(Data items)
>>
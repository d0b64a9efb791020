pub mod pdb;
pub mod stats;
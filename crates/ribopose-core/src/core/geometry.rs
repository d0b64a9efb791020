//! Rigid-motion algebra for fragment assembly.
//!
//! Every operation in this module works on orthonormal transforms in the
//! row-vector convention: a point is a row vector, application multiplies the
//! point on the left of the matrix, and composition reads left to right. The
//! algebra is closed, so generators can chain fixed relations, frame
//! alignments, and inverses without ever renormalizing.

use nalgebra::{Matrix3, Point3, Rotation3, Unit, Vector3};

/// Euclidean distance between two points.
pub fn distance(a: &Point3<f64>, b: &Point3<f64>) -> f64 {
    (a - b).norm()
}

/// An orthonormal rigid motion: a pure rotation followed by a translation.
///
/// The rotation is stored row-major for the row-vector convention, i.e.
/// applying the transform computes `p * linear + translation`. Transforms
/// produced by this module are always orthonormal, which is what makes
/// [`Transform::inverse_orthonormal`] a transpose instead of a full matrix
/// inversion.
#[derive(Debug, Clone, Copy, PartialEq)]
pub struct Transform {
    linear: Matrix3<f64>,
    translation: Vector3<f64>,
}

impl Transform {
    /// The identity motion.
    pub fn identity() -> Self {
        Self {
            linear: Matrix3::identity(),
            translation: Vector3::zeros(),
        }
    }

    /// Builds a transform from its twelve coefficients: nine rotation entries
    /// in row-major order followed by the translation components.
    #[allow(clippy::too_many_arguments)]
    pub fn from_coefficients(
        a: f64,
        b: f64,
        c: f64,
        d: f64,
        e: f64,
        f: f64,
        g: f64,
        h: f64,
        i: f64,
        tx: f64,
        ty: f64,
        tz: f64,
    ) -> Self {
        Self {
            linear: Matrix3::new(a, b, c, d, e, f, g, h, i),
            translation: Vector3::new(tx, ty, tz),
        }
    }

    /// A pure translation by `offset`.
    pub fn from_translation(offset: Vector3<f64>) -> Self {
        Self {
            linear: Matrix3::identity(),
            translation: offset,
        }
    }

    /// A pure rotation about the origin.
    pub fn from_rotation(rotation: &Rotation3<f64>) -> Self {
        Self {
            linear: rotation.matrix().transpose(),
            translation: Vector3::zeros(),
        }
    }

    /// The rotation block, row-major.
    pub fn linear(&self) -> &Matrix3<f64> {
        &self.linear
    }

    /// The translation component.
    pub fn translation(&self) -> &Vector3<f64> {
        &self.translation
    }

    /// Applies the motion to a point: `p * linear + translation`.
    pub fn apply(&self, point: &Point3<f64>) -> Point3<f64> {
        Point3::from(self.linear.tr_mul(&point.coords) + self.translation)
    }

    /// Composes two motions so that `self` acts first and `next` acts second.
    pub fn combine(&self, next: &Transform) -> Transform {
        Transform {
            linear: self.linear * next.linear,
            translation: next.linear.tr_mul(&self.translation) + next.translation,
        }
    }

    /// Inverts the motion, assuming the rotation block is orthonormal.
    pub fn inverse_orthonormal(&self) -> Transform {
        Transform {
            linear: self.linear.transpose(),
            translation: -(self.linear * self.translation),
        }
    }
}

/// A rotation about the global X axis by `angle` radians.
pub fn rotation_x(angle: f64) -> Transform {
    Transform::from_rotation(&Rotation3::from_axis_angle(&Vector3::x_axis(), angle))
}

/// A rotation about the global Y axis by `angle` radians.
pub fn rotation_y(angle: f64) -> Transform {
    Transform::from_rotation(&Rotation3::from_axis_angle(&Vector3::y_axis(), angle))
}

/// A rotation about an arbitrary axis through the origin. The axis does not
/// need to be normalized.
pub fn rotation_about_axis(axis: &Vector3<f64>, angle: f64) -> Transform {
    Transform::from_rotation(&Rotation3::from_axis_angle(
        &Unit::new_normalize(*axis),
        angle,
    ))
}

/// Computes the motion that carries an anchor triple into the canonical pose:
/// `p1` lands on the origin, `p2` on the positive Y axis, and `p3` into the
/// YZ plane with a non-negative Z coordinate.
///
/// This is the workhorse behind template standard frames and backbone
/// continuation frames. Callers must supply a non-degenerate triple; if the
/// anchors coincide or are collinear the result is not a valid orthonormal
/// motion.
pub fn align_frame(p1: &Point3<f64>, p2: &Point3<f64>, p3: &Point3<f64>) -> Transform {
    let v = p2 - p1;
    let phi = v.x.atan2(v.z);
    let theta = v.x.hypot(v.z).atan2(v.y);

    let base = Transform::from_translation(-p1.coords)
        .combine(&rotation_y(-phi))
        .combine(&rotation_x(-theta));

    let w = base.apply(p3);
    let rho = w.x.atan2(w.z);
    base.combine(&rotation_y(-rho))
}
<<
■ **WORK TO BE COMPLETED**:
Among the lines above, which hold the word "offset"? Report each one.

■ **EXERCISE ANSWER**:
    /// A pure translation by `offset`.
    pub fn from_translation(offset: Vector3<f64>) -> Self {
            translation: offset,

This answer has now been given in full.